La pénibilité doit être renvoyée à la responsabilité de l'employeur, puisque c'est lui qui expose les salariés à ces conditions de travail. Le système sera complexe à mettre en place, et nécessitera sans doute quelques adaptations. Cela ne doit pas nous décourager : il est possible de trouver des systèmes intelligents. Il ne s'agit évidemment ni de plomber les entreprises, ni d'inciter les salariés à occuper des emplois pénibles. Tout cela devra donc être encadré. Quoi qu'il en soit, cela va constituer un excellent outil de prévention, même si la démarche est déjà entamée puisque nous avons signé des accords sur le sujet avec le MEDEF il y a quelques années.

J'en viens à l'articulation entre loi, négociation et concertation. L'accord national interprofessionnel (ANI) relevait de notre coeur de métier. Il était donc légitime que nous vous fassions des propositions et que l'esprit de l'ANI soit respecté – mais vous avez tout de même eu le dernier mot !

En revanche, le vieillissement de la population et les décisions qu'il appelle en matière de retraites sont de la responsabilité du Gouvernement, même si nous avons notre mot à dire. Contrairement à mon camarade de Force ouvrière, je n'opposerai cependant pas l'intérêt des salariés et l'intérêt général. Défendre l'intérêt des salariés sans avoir de vision général peut être contre-productif, y compris pour les salariés.

Je terminerai sur le financement de la protection sociale. Si l'assurance maladie relève principalement d'un régime contributif alors que le risque maladie est un risque universel, c'est parce qu'à l'origine, les indemnités journalières représentaient 80 % des dépenses de l'assurance maladie. Depuis, le rapport s'est inversé : les soins ont pris le pas sur les indemnités journalières, qui représentent désormais moins de 10 % des dépenses de l'assurance maladie. Dès lors, il est normal d'élargir sa base de financement. C'est pourquoi nous étions favorables dès l'origine à la CSG. Il est tout de même paradoxal de s'opposer à un financement par le CSG si l'on souhaite que tous les revenus – et pas seulement les revenus du travail – contribuent. Certes, 85 % de la CSG est payée par les salariés ; mais le travail représente 85 % des ressources d'un pays.

Nous sommes donc favorables à une mise à plat du financement de la protection sociale, qui permette de distinguer ce qui est du domaine du contributif et ce qui est du domaine de la solidarité. À terme, il faudra sans doute transférer le financement de la branche famille sur une assiette plus large : il n'est pas juste qu'il pèse sur les seules entreprises.
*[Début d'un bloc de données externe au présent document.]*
/// A run directory and the names derived for it.
#[derive(Debug, Clone, PartialEq, Eq)]
pub struct PreparedRun {
    pub run_dir: PathBuf,
    pub id: u32,
    pub stamp: String,
    pub script_path: PathBuf,
}

impl PreparedRun {
    pub fn database(&self) -> String {
        format!("rep_calc_{}.sqlite", self.id)
    }

    pub fn script_name(&self) -> String {
        self.script_path
            .file_name()
            .unwrap_or_default()
            .to_string_lossy()
            .into_owned()
    }
}

/// One argument of a `csb` command line.
#[derive(Debug, Clone, PartialEq)]
pub enum Arg {
    /// The run's database, through the script variable.
    Database,
    Text(String),
}

impl Arg {
    fn text(s: impl Into<String>) -> Self {
        Arg::Text(s.into())
    }
}

/// One `csb` invocation of the script.
#[derive(Debug, Clone, PartialEq)]
pub struct CalcStep {
    /// Echoed before the command runs.
    pub message: &'static str,
    /// Echoed, with the exit status, when the command fails.
    pub failure: &'static str,
    pub subcommand: &'static str,
    pub args: Vec<Arg>,
    /// Disabled steps are written commented out.
    pub enabled: bool,
}

/// Builds (and optionally runs) reputation scripts under one output root.
pub struct BatchBuilder {
    root: PathBuf,
    settings: ReputationSettings,
}

impl BatchBuilder {
    /// Relative paths (the root and the reputation input files) are made
    /// absolute against the working directory, since the script runs from
    /// its own run directory.
    pub fn new(root: impl Into<PathBuf>, mut settings: ReputationSettings) -> Self {
        if let Ok(cwd) = std::env::current_dir() {
            settings.resolve_paths(&cwd);
        }
        Self {
            root: absolute_path(&root.into()),
            settings,
        }
    }

    pub fn flavor(&self) -> ScriptFlavor {
        self.settings.flavor
    }

    /// Create the run directory for `id` at time `at`.
    pub fn prepare_at(&self, at: NaiveDateTime, id: u32) -> Result<PreparedRun> {
        let stamp = at.format(RUN_STAMP_FORMAT).to_string();
        let run_dir = self
            .root
            .join("reputation_calcs")
            .join(format!("rep_calc_{stamp}_{id}"));
        fs::create_dir_all(&run_dir)?;

        let script_path = run_dir.join(format!(
            "CSB_reputation_calc_{stamp}_{id}.{}",
            self.settings.flavor.extension()
        ));
        debug!(run_dir = %run_dir.display(), id, "prepared reputation run");

        Ok(PreparedRun {
            run_dir,
            id,
            stamp,
            script_path,
        })
    }

    /// Create a run directory for now with a random five-digit id.
    pub fn prepare(&self) -> Result<PreparedRun> {
        let id = rand::thread_rng().gen_range(20000..99999);
        self.prepare_at(chrono::Local::now().naive_local(), id)
    }

    /// The `csb` steps of a run, in order.
    pub fn steps(&self, run: &PreparedRun, inputs: &BatchInputs) -> Vec<CalcStep> {
        let id = run.id;
        let platforms = self.settings.platforms_file.display().to_string();
        let water_levels = self.settings.water_levels_file.display().to_string();
        let matched = format!("matched_obs_{id}.parquet");
        let biases = format!("biases_{id}.msgpack.bz2");
        let uncertainties = format!("uncertainties_{id}.msgpack.bz2");
        let reputation = format!("reputation_data_{id}.msgpack.bz2");
        let plot = run.run_dir.join(format!("rep_plot_{id}.png")).display().to_string();

        fn step(message: &'static str, failure: &'static str, subcommand: &'static str, args: Vec<Arg>) -> CalcStep {
            CalcStep {
                message,
                failure,
                subcommand,
                args,
                enabled: true,
            }
        }

        vec![
            step(
                "Creating sqlite database.",
                "Errors encountered during database creation.",
                "createdb",
                vec![Arg::text("-d"), Arg::Database],
            ),
            step(
                "Adding vessel data to database.",
                "Errors encountered while adding vessel data to database.",
                "loadplatf",
                vec![Arg::text("-d"), Arg::Database, Arg::text("-f"), Arg::text(&platforms)],
            ),
            step(
                "Adding CSB data to database.",
                "Errors encountered while adding CSB data to database.",
                "loadobscsv",
                vec![
                    Arg::text("-d"),
                    Arg::Database,
                    Arg::text("-r"),
                    Arg::text(self.list_ref(run, &inputs.dcdb_list)),
                ],
            ),
            step(
                "Adding authoritative data to database.",
                "Errors encountered while adding authoritative data to database.",
                "loadrefs",
                vec![
                    Arg::text("-d"),
                    Arg::Database,
                    Arg::text("-r"),
                    Arg::text(self.list_ref(run, &inputs.nbs_list)),
                ],
            ),
            step(
                "Matching CSB to authoritative data.",
                "Errors encountered during matchrefs.",
                "matchrefs",
                vec![Arg::text("-d"), Arg::Database],
            ),
            step(
                "Collecting matched observations.",
                "Errors encountered during matchobs.",
                "matchobs",
                vec![Arg::text("-d"), Arg::Database, Arg::text("-f"), Arg::text(&matched)],
            ),
            step(
                "Calculating CSB biases.",
                "Errors encountered while calculating biases.",
                "detbiases",
                vec![
                    Arg::text("-m"),
                    Arg::text(&matched),
                    Arg::text("-p"),
                    Arg::text(&platforms),
                    Arg::text("-w"),
                    Arg::text(&water_levels),
                    Arg::text("-o"),
                    Arg::text(&biases),
                    Arg::text("--required_depth_range"),
                    Arg::text(format!("{:.1}", self.settings.required_depth_range)),
                ],
            ),
            step(
                "Calculating uncertainties.",
                "Errors encountered while calculating uncertainties.",
                "detuncrt",
                vec![Arg::text("-d"), Arg::text(&biases), Arg::text("-o"), Arg::text(&uncertainties)],
            ),
            step(
                "Calculating reputation.",
                "Errors encountered while calculating reputation.",
                "detrep",
                vec![
                    Arg::text("-d"),
                    Arg::text(&biases),
                    Arg::text("-u"),
                    Arg::text(&uncertainties),
                    Arg::text("-o"),
                    Arg::text(&reputation),
                ],
            ),
            CalcStep {
                enabled: self.settings.include_plot,
                ..step(
                    "Creating data plots.",
                    "Errors encountered while creating data plots.",
                    "repplot",
                    vec![
                        Arg::text("-d"),
                        Arg::Database,
                        Arg::text("-r"),
                        Arg::text(&reputation),
                        Arg::text("-o"),
                        Arg::text(plot),
                    ],
                )
            },
        ]
    }

    /// A list file as the script sees it from the run directory.
    ///
    /// Lists in `<root>/<source>/` are referenced relatively, anything else
    /// by its full path.
    fn list_ref(&self, run: &PreparedRun, list: &Path) -> String {
        let list = absolute_path(list);
        let under_root = list
            .parent()
            .and_then(|source_dir| source_dir.parent().map(|root| (root, source_dir)))
            .filter(|(root, _)| *root == self.root.as_path())
            .and_then(|(_, source_dir)| source_dir.file_name());

        match (under_root, list.file_name()) {
            (Some(source), Some(file)) if run.run_dir.starts_with(&self.root) => format!(
                "../../{}/{}",
                source.to_string_lossy(),
                file.to_string_lossy()
            ),
            _ => list.display().to_string(),
        }
    }

    /// Script text for `run`.
    pub fn render(&self, run: &PreparedRun, inputs: &BatchInputs) -> String {
        let steps = self.steps(run, inputs);
        match self.settings.flavor {
            ScriptFlavor::Bat => render_bat(run, &steps, self.settings.activation_script.as_deref()),
            ScriptFlavor::Sh => render_sh(run, &steps, self.settings.activation_script.as_deref()),
        }
    }

    /// Write the script for `run`, executable on Unix.
    pub fn write(&self, run: &PreparedRun, inputs: &BatchInputs) -> Result<PathBuf> {
        fs::write(&run.script_path, self.render(run, inputs))?;

        #[cfg(unix)]
        {
            use std::os::unix::fs::PermissionsExt;
            let mut perms = fs::metadata(&run.script_path)?.permissions();
            perms.set_mode(0o755);
            fs::set_permissions(&run.script_path, perms)?;
        }

        info!(script = %run.script_path.display(), "wrote reputation script");
        Ok(run.script_path.clone())
    }

    /// Prepare a run, write its script and, when `execute` is set, run it.
    pub fn build(&self, inputs: &BatchInputs, execute: bool, reporter: &mut Reporter) -> Result<PreparedRun> {
        reporter.calc_begin(if execute { 3 } else { 2 });
        let run = self.prepare()?;
        self.build_prepared(&run, inputs, execute, reporter)?;
        Ok(run)
    }

    /// [`build`](Self::build) for an already prepared run.
    ///
    /// Expects `calc_begin` to have been sent.
    pub fn build_prepared(
        &self,
        run: &PreparedRun,
        inputs: &BatchInputs,
        execute: bool,
        reporter: &mut Reporter,
    ) -> Result<()> {
        let dir = run.run_dir.display().to_string();
        reporter.info(format!("Reputation data path: {dir}"));
        reporter.calc_step_done();

        reporter.info("Building reputation calculation batch file.");
        for input in [&self.settings.platforms_file, &self.settings.water_levels_file] {
            if !input.exists() {
                warn!(path = %input.display(), "reputation input missing");
                reporter.warning(format!("Reputation input {} does not exist.", input.display()));
            }
        }
        self.write(run, inputs)?;
        reporter.calc_step_done();

        if !execute {
            reporter.calc_fill();
            reporter.success(format!("{} stored at {dir}.", run.script_name()));
            reporter.milestone(REQUESTED_COMPLETE);
            return Ok(());
        }

        reporter.success(format!("{} created at {dir}.", run.script_name()));
        reporter.info("Executing reputation calculation. This may take several minutes.");
        let exit = run_script(&run.script_path, &run.run_dir, self.settings.flavor, reporter)?;
        reporter.calc_fill();

        if exit.success() {
            reporter.milestone(format!("Calculation Complete. Files located at {dir}"));
        } else {
            reporter.error(format!("Calculation Failed: {}", exit.describe()));
        }
        reporter.milestone(REQUESTED_COMPLETE);
        Ok(())
    }
}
Mais cela doit rester neutre pour les salariés. Des propositions précises ont été faites en ce sens.

Le système de retraites, il est marqué par une grande confusion dans les financements. Par exemple, les avantages familiaux sont pour partie financés par la branche famille. Il faut impérativement améliorer la lisibilité et la cohérence de ses modes de financement.